**WHAT NEEDS TO BE DONE:** The answer must consist of every line from the data that holds the string "count".

**MATERIAL PROVIDED:**
use log::debug;
use rand::Rng;

use crate::config::GeneratorConfig;

/// One accepted parameter draw. Capacity and cost are per facility type and
/// may still grow during allocation; demand and radii are final.
#[derive(Debug, Clone)]
pub struct ProblemParams {
    pub demand: Vec<i64>,
    pub capacity: Vec<i64>,
    pub cost: Vec<i64>,
    pub coverage_radius: Vec<i64>,
}

impl ProblemParams {
    /// Type with the largest coverage radius; its radius defines the primary
    /// and secondary bands for every facility.
    pub fn dominant_type(&self) -> usize {
        argmax(&self.coverage_radius)
    }

    /// Type with the largest capacity; every placed facility starts from its
    /// capacity, and expansions are booked against it.
    pub fn max_capacity_type(&self) -> usize {
        argmax(&self.capacity)
    }

    pub fn is_feasible(&self, n_locations: usize, demand_scale: f64) -> bool {
        let max_cap = self.capacity.iter().copied().max().unwrap_or(0);
        let total_scaled: f64 = self.demand.iter().map(|&d| d as f64 * demand_scale).sum();
        (max_cap * n_locations as i64) as f64 > total_scaled
    }
}

fn argmax(values: &[i64]) -> usize {
    let mut best = 0;
    for (i, &v) in values.iter().enumerate() {
        if v > values[best] {
            best = i;
        }
    }
    best
}

/// Draws demand, capacity, cost and coverage radius vectors, redrawing the
/// whole set until the feasibility gate passes: the largest single-type
/// capacity across all locations must exceed the scaled total demand.
pub fn sample_params(config: &GeneratorConfig, rng: &mut impl Rng) -> ProblemParams {
    loop {
        let params = draw_once(config, rng);
        if params.is_feasible(config.n_locations, config.demand_scale) {
            return params;
        }
        debug!("parameter draw infeasible, redrawing");
    }
}

fn draw_once(config: &GeneratorConfig, rng: &mut impl Rng) -> ProblemParams {
    let demand = (0..config.n_cities)
        .map(|_| rng.random_range(config.demand_range[0]..config.demand_range[1]))
        .collect();
    let capacity: Vec<i64> = (0..config.n_types)
        .map(|_| rng.random_range(config.capacity_range[0]..config.capacity_range[1]))
        .collect();
    let cost = capacity
        .iter()
        .map(|&cap| cap / 2 + rng.random_range(0..2))
        .collect();
    let coverage_radius = (0..config.n_types)
        .map(|_| rng.random_range(config.radius_range[0]..config.radius_range[1]))
        .collect();
    ProblemParams {
        demand,
        capacity,
        cost,
        coverage_radius,
    }
}
use std::env;
use std::path::Path;

use log::info;
use rand::rngs::StdRng;
use rand::SeedableRng;

use facility_gen::{generate, plot, writer, GeneratorConfig};

fn main() -> Result<(), anyhow::Error> {
    env_logger::Builder::from_env(env_logger::Env::default().default_filter_or("info")).init();

    let config = match env::args().nth(1) {
        Some(path) => GeneratorConfig::load(Path::new(&path))?,
        None => GeneratorConfig::default(),
    };
    config.validate()?;

    let mut rng = match config.seed {
        Some(seed) => StdRng::seed_from_u64(seed),
        None => StdRng::from_os_rng(),
    };

    let (instance, stats) = generate(&config, &mut rng);
    writer::write_file(&config.output, &instance)?;
    info!(
        "wrote {} ({} facilities, {} cities, {} capacity expansions)",
        config.output.display(),
        instance.n_locations,
        instance.n_cities,
        stats.expansions
    );

    if let Some(plot_path) = &config.plot {
        plot::render_instance(plot_path, &instance)?;
        info!("rendered {}", plot_path.display());
    }
    Ok(())
}
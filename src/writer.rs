use std::fmt::Write as _;
use std::fs::File;
use std::io::{self, Write};
use std::path::Path;

use anyhow::Context;

use crate::{Instance, Point};

/// Emits the flat declaration format the downstream solver reads. One
/// declaration per line, semicolon-terminated except for `d_city`, which the
/// reader expects bare.
pub fn write_instance(out: &mut impl Write, instance: &Instance) -> io::Result<()> {
    writeln!(out, "nLocations = {};", instance.n_locations)?;
    writeln!(out, "nCities = {};", instance.n_cities)?;
    writeln!(out, "nTypes = {};", instance.n_types)?;
    writeln!(out, "p = {};", int_list(&instance.demand))?;
    writeln!(out, "posCities = {};", pair_list(&instance.city_positions))?;
    writeln!(out, "posLocations = {};", pair_list(&instance.facility_positions))?;
    writeln!(out, "d_city = {}", int_list(&instance.coverage_radius))?;
    writeln!(out, "cap = {};", int_list(&instance.capacity))?;
    writeln!(out, "cost = {};", int_list(&instance.cost))?;
    writeln!(out, "d_center = {};", instance.min_separation)?;
    Ok(())
}

/// Creates (or truncates) `path` and writes the instance. Any I/O failure is
/// fatal for the run and carries the path.
pub fn write_file(path: &Path, instance: &Instance) -> Result<(), anyhow::Error> {
    let mut file =
        File::create(path).with_context(|| format!("creating {}", path.display()))?;
    write_instance(&mut file, instance)
        .with_context(|| format!("writing {}", path.display()))?;
    Ok(())
}

fn int_list(values: &[i64]) -> String {
    let mut out = String::from("[");
    for value in values {
        let _ = write!(out, " {value}");
    }
    out.push_str(" ]");
    out
}

fn pair_list(points: &[Point]) -> String {
    let mut out = String::from("[");
    for point in points {
        let _ = write!(out, " [{} {}]", point[0], point[1]);
    }
    out.push_str(" ]");
    out
}
//! Rivet DOM - headless document tree
//!
//! Arena-based DOM substrate that control logic attaches to.

mod document;
mod node;
mod tree;

pub use document::Document;
pub use node::{Attribute, ElementData, Node, NodeData, TextData};
pub use tree::{ChildIter, DomTree};

/// Node identifier (index into arena)
#[derive(Debug, Clone, Copy, PartialEq, Eq, Hash)]
pub struct NodeId(pub(crate) u32);

impl NodeId {
    /// Sentinel for "no node"
    pub const NONE: NodeId = NodeId(u32::MAX);

    /// Check whether this id refers to a node at all
    #[inline]
    pub fn is_valid(&self) -> bool {
        *self != Self::NONE
    }
}

/// DOM errors
#[derive(Debug, thiserror::Error)]
pub enum DomError {
    #[error("unknown node id {0:?}")]
    UnknownNode(NodeId),
    #[error("node {0:?} is not an element")]
    NotAnElement(NodeId),
}
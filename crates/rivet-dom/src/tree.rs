//! DOM Tree (arena-based allocation)
//!
//! Node 0 is the document root; ids are never reused within one tree, so a
//! detached node's data stays readable after removal.

use crate::{ElementData, Node, NodeData, NodeId};

/// Arena-based DOM tree
#[derive(Debug)]
pub struct DomTree {
    nodes: Vec<Node>,
}

impl DomTree {
    /// Create a new tree containing only the document root
    pub fn new() -> Self {
        Self {
            nodes: vec![Node::document()],
        }
    }

    /// Document root id
    #[inline]
    pub fn root(&self) -> NodeId {
        NodeId(0)
    }

    /// Get a node by ID
    pub fn get(&self, id: NodeId) -> Option<&Node> {
        self.nodes.get(id.0 as usize)
    }

    /// Get a mutable node by ID
    pub fn get_mut(&mut self, id: NodeId) -> Option<&mut Node> {
        self.nodes.get_mut(id.0 as usize)
    }

    /// Number of nodes allocated (including detached ones)
    pub fn len(&self) -> usize {
        self.nodes.len()
    }

    /// Check if the tree holds only the root
    pub fn is_empty(&self) -> bool {
        self.nodes.len() <= 1
    }

    /// Create a detached element node
    pub fn create_element(&mut self, tag: &str) -> NodeId {
        self.alloc(Node::element(tag))
    }

    /// Create a detached text node
    pub fn create_text(&mut self, content: &str) -> NodeId {
        self.alloc(Node::text(content.to_string()))
    }

    fn alloc(&mut self, node: Node) -> NodeId {
        let id = NodeId(self.nodes.len() as u32);
        self.nodes.push(node);
        id
    }

    /// Append `child` as the last child of `parent`, detaching it first if
    /// it is linked elsewhere
    pub fn append_child(&mut self, parent: NodeId, child: NodeId) {
        self.detach(child);

        let prev_last = self.nodes[parent.0 as usize].last_child;
        {
            let node = &mut self.nodes[child.0 as usize];
            node.parent = parent;
            node.prev_sibling = prev_last;
        }
        if prev_last.is_valid() {
            self.nodes[prev_last.0 as usize].next_sibling = child;
        } else {
            self.nodes[parent.0 as usize].first_child = child;
        }
        self.nodes[parent.0 as usize].last_child = child;
    }

    /// Unlink a node from its parent and siblings; children stay attached to
    /// the node itself
    pub fn detach(&mut self, id: NodeId) {
        let (parent, prev, next) = {
            let node = &self.nodes[id.0 as usize];
            (node.parent, node.prev_sibling, node.next_sibling)
        };
        if !parent.is_valid() {
            return;
        }
        if prev.is_valid() {
            self.nodes[prev.0 as usize].next_sibling = next;
        } else {
            self.nodes[parent.0 as usize].first_child = next;
        }
        if next.is_valid() {
            self.nodes[next.0 as usize].prev_sibling = prev;
        } else {
            self.nodes[parent.0 as usize].last_child = prev;
        }
        let node = &mut self.nodes[id.0 as usize];
        node.parent = NodeId::NONE;
        node.prev_sibling = NodeId::NONE;
        node.next_sibling = NodeId::NONE;
    }

    /// Remove a subtree from the document
    ///
    /// Returns every id in the detached subtree (the removed node first,
    /// then its descendants in depth-first order).
    pub fn remove(&mut self, id: NodeId) -> Vec<NodeId> {
        self.detach(id);
        let mut detached = vec![id];
        self.collect_descendants(id, &mut detached);
        detached
    }

    fn collect_descendants(&self, id: NodeId, out: &mut Vec<NodeId>) {
        let mut child = self.nodes[id.0 as usize].first_child;
        while child.is_valid() {
            out.push(child);
            self.collect_descendants(child, out);
            child = self.nodes[child.0 as usize].next_sibling;
        }
    }

    /// Parent of a node, if attached
    pub fn parent(&self, id: NodeId) -> Option<NodeId> {
        let parent = self.get(id)?.parent;
        parent.is_valid().then_some(parent)
    }

    /// Ancestors of a node, innermost first (excludes the node itself)
    pub fn ancestors(&self, id: NodeId) -> Vec<NodeId> {
        let mut chain = Vec::new();
        let mut current = id;
        while let Some(parent) = self.parent(current) {
            chain.push(parent);
            current = parent;
        }
        chain
    }

    /// Depth of a node (root is 0)
    pub fn depth(&self, id: NodeId) -> usize {
        self.ancestors(id).len()
    }

    /// Check whether `ancestor` is `id` itself or one of its ancestors
    pub fn contains(&self, ancestor: NodeId, id: NodeId) -> bool {
        ancestor == id || self.ancestors(id).contains(&ancestor)
    }

    /// Check whether a node is reachable from the document root
    pub fn is_attached(&self, id: NodeId) -> bool {
        self.contains(self.root(), id)
    }

    /// Iterate direct children as `(id, node)` pairs
    pub fn children(&self, id: NodeId) -> ChildIter<'_> {
        ChildIter {
            tree: self,
            next: self.get(id).map(|n| n.first_child).unwrap_or(NodeId::NONE),
        }
    }

    /// Descendant element ids in depth-first order (excludes `id` itself)
    pub fn descendants(&self, id: NodeId) -> Vec<NodeId> {
        let mut out = Vec::new();
        self.collect_descendants(id, &mut out);
        out
    }

    // === Element conveniences ===

    /// Element data for a node, if it is an element
    pub fn element(&self, id: NodeId) -> Option<&ElementData> {
        self.get(id).and_then(|n| n.as_element())
    }

    /// Mutable element data for a node
    pub fn element_mut(&mut self, id: NodeId) -> Option<&mut ElementData> {
        self.get_mut(id).and_then(|n| n.as_element_mut())
    }

    /// Set an attribute on an element (no-op on non-elements)
    pub fn set_attr(&mut self, id: NodeId, name: &str, value: &str) {
        if let Some(elem) = self.element_mut(id) {
            elem.set_attr(name, value);
        }
    }

    /// Read an attribute from an element
    pub fn attr(&self, id: NodeId, name: &str) -> Option<&str> {
        self.element(id).and_then(|e| e.get_attr(name))
    }

    /// Add a CSS class to an element
    pub fn add_class(&mut self, id: NodeId, class: &str) {
        if let Some(elem) = self.element_mut(id) {
            elem.add_class(class);
        }
    }

    /// Remove a CSS class from an element
    pub fn remove_class(&mut self, id: NodeId, class: &str) {
        if let Some(elem) = self.element_mut(id) {
            elem.remove_class(class);
        }
    }

    /// Check whether an element carries a CSS class
    pub fn has_class(&self, id: NodeId, class: &str) -> bool {
        self.element(id).is_some_and(|e| e.has_class(class))
    }

    /// Form control value of an element
    pub fn form_value(&self, id: NodeId) -> Option<&str> {
        self.element(id).and_then(|e| e.value.as_deref())
    }

    /// Set the form control value of an element
    pub fn set_form_value(&mut self, id: NodeId, value: &str) {
        if let Some(elem) = self.element_mut(id) {
            elem.value = Some(value.to_string());
        }
    }

    /// Form control disabled flag
    pub fn is_disabled(&self, id: NodeId) -> bool {
        self.element(id).is_some_and(|e| e.disabled)
    }

    /// Set the form control disabled flag
    pub fn set_disabled(&mut self, id: NodeId, disabled: bool) {
        if let Some(elem) = self.element_mut(id) {
            elem.disabled = disabled;
        }
    }

    /// Concatenated text of direct text-node children
    pub fn text(&self, id: NodeId) -> String {
        let mut out = String::new();
        for (_, child) in self.children(id) {
            if let Some(text) = child.as_text() {
                out.push_str(text);
            }
        }
        out
    }

    /// Replace the node's children with a single text node
    pub fn set_text(&mut self, id: NodeId, content: &str) {
        let children: Vec<NodeId> = self.children(id).map(|(cid, _)| cid).collect();
        for child in children {
            self.detach(child);
        }
        if !content.is_empty() {
            let text = self.create_text(content);
            self.append_child(id, text);
        }
    }
}

impl Default for DomTree {
    fn default() -> Self {
        Self::new()
    }
}

/// Iterator over a node's direct children
pub struct ChildIter<'a> {
    tree: &'a DomTree,
    next: NodeId,
}

impl<'a> Iterator for ChildIter<'a> {
    type Item = (NodeId, &'a Node);

    fn next(&mut self) -> Option<Self::Item> {
        if !self.next.is_valid() {
            return None;
        }
        let id = self.next;
        let node = self.tree.get(id)?;
        self.next = node.next_sibling;
        Some((id, node))
    }
}
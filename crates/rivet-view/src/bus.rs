//! Per-view event bus
//!
//! Topic-keyed publish/subscribe with a lifetime equal to the view's
//! attachment to the document. After `stop`, publish and subscribe are
//! no-ops.

use std::cell::{Cell, RefCell};
use std::collections::HashMap;
use std::rc::Rc;

type BusSubscriber = Rc<dyn Fn(&str)>;

#[derive(Default)]
struct BusInner {
    topics: RefCell<HashMap<String, Vec<BusSubscriber>>>,
    stopped: Cell<bool>,
}

/// Per-view topic bus
#[derive(Clone, Default)]
pub struct EventBus {
    inner: Rc<BusInner>,
}

impl EventBus {
    pub fn new() -> Self {
        Self::default()
    }

    /// Subscribe to a topic
    pub fn subscribe<F>(&self, topic: &str, subscriber: F)
    where
        F: Fn(&str) + 'static,
    {
        if self.inner.stopped.get() {
            return;
        }
        self.inner
            .topics
            .borrow_mut()
            .entry(topic.to_string())
            .or_default()
            .push(Rc::new(subscriber));
    }

    /// Publish a payload to every subscriber of a topic
    pub fn publish(&self, topic: &str, payload: &str) {
        if self.inner.stopped.get() {
            return;
        }
        // Snapshot so subscribers may subscribe/publish re-entrantly
        let subscribers: Vec<BusSubscriber> = self
            .inner
            .topics
            .borrow()
            .get(topic)
            .map(|subs| subs.to_vec())
            .unwrap_or_default();
        for subscriber in subscribers {
            subscriber(payload);
        }
    }

    /// Stop the bus and drop all subscriptions
    pub fn stop(&self) {
        self.inner.stopped.set(true);
        self.inner.topics.borrow_mut().clear();
    }

    /// Check whether the bus has been stopped
    pub fn is_stopped(&self) -> bool {
        self.inner.stopped.get()
    }
}

#[cfg(test)]
mod tests {
    use super::*;

    #[test]
    fn test_publish_reaches_subscribers() {
        let bus = EventBus::new();
        let received = Rc::new(RefCell::new(Vec::new()));
        let sink = received.clone();
        bus.subscribe("saved", move |payload| {
            sink.borrow_mut().push(payload.to_string());
        });

        bus.publish("saved", "record-1");
        bus.publish("other", "ignored");
        assert_eq!(*received.borrow(), vec!["record-1".to_string()]);
    }

    #[test]
    fn test_stop_silences_bus() {
        let bus = EventBus::new();
        let count = Rc::new(Cell::new(0));
        let sink = count.clone();
        bus.subscribe("tick", move |_| sink.set(sink.get() + 1));

        bus.publish("tick", "");
        bus.stop();
        bus.publish("tick", "");
        bus.subscribe("tick", |_| panic!("subscribed after stop"));
        bus.publish("tick", "");

        assert_eq!(count.get(), 1);
        assert!(bus.is_stopped());
    }
}
//! Rivet Forms
//!
//! Declarative model<->form binding on top of rivet-view: a model-form map
//! with one-time default filling, a binder that reads fields into a model
//! and maps validation errors back onto the DOM, and a submission controller
//! that runs the spinner/disable/validate/save flow with guaranteed cleanup.

mod binder;
mod binding;
mod model;
mod submit;

pub use binder::{apply_validation_errors, clear_errors, read_into_model};
pub use binding::{
    normalize, FieldBinding, FormDefaults, InputToggle, ModelFormMap, ValueReader, ValueTransform,
    DEFAULT_ERROR_CLASS, DEFAULT_HIDDEN_CLASS,
};
pub use model::{default_setter, AttributeSetter, FieldValue, Model};
pub use submit::{
    async_callback, cancel, install, listeners, submit, AsyncCallback, ErrorHook, FormConfig,
    MapBuilder, ViewHook,
};

use std::collections::HashMap;

/// Per-attribute validation failure detail
#[derive(Debug, Clone, Default)]
pub struct FieldError {
    /// Machine-readable code, looked up in the field's message table
    pub code: Option<String>,
    /// Explicit message; takes precedence over the code lookup
    pub message: Option<String>,
}

/// Structured validation failure: model attribute -> failure detail
///
/// Expected and recoverable: the submission controller displays it per field
/// and re-raises it; it is never routed to the generic error callback.
#[derive(Debug, Clone, Default, thiserror::Error)]
#[error("validation failed for {} attribute(s)", .errors.len())]
pub struct ValidationError {
    pub errors: HashMap<String, FieldError>,
}

impl ValidationError {
    pub fn new() -> Self {
        Self::default()
    }

    /// Add an attribute failure with an error code
    pub fn code(mut self, attribute: &str, code: &str) -> Self {
        self.errors.insert(
            attribute.to_string(),
            FieldError {
                code: Some(code.to_string()),
                message: None,
            },
        );
        self
    }

    /// Add an attribute failure with an explicit message
    pub fn message(mut self, attribute: &str, message: &str) -> Self {
        self.errors.insert(
            attribute.to_string(),
            FieldError {
                code: None,
                message: Some(message.to_string()),
            },
        );
        self
    }

    /// Add an attribute failure with no code or message
    pub fn attribute(mut self, attribute: &str) -> Self {
        self.errors
            .insert(attribute.to_string(), FieldError::default());
        self
    }

    pub fn is_empty(&self) -> bool {
        self.errors.is_empty()
    }
}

**SOLUTION TO THIS PROBLEM:**
        let count = Rc::new(Cell::new(0));
        let sink = count.clone();
        assert_eq!(count.get(), 1);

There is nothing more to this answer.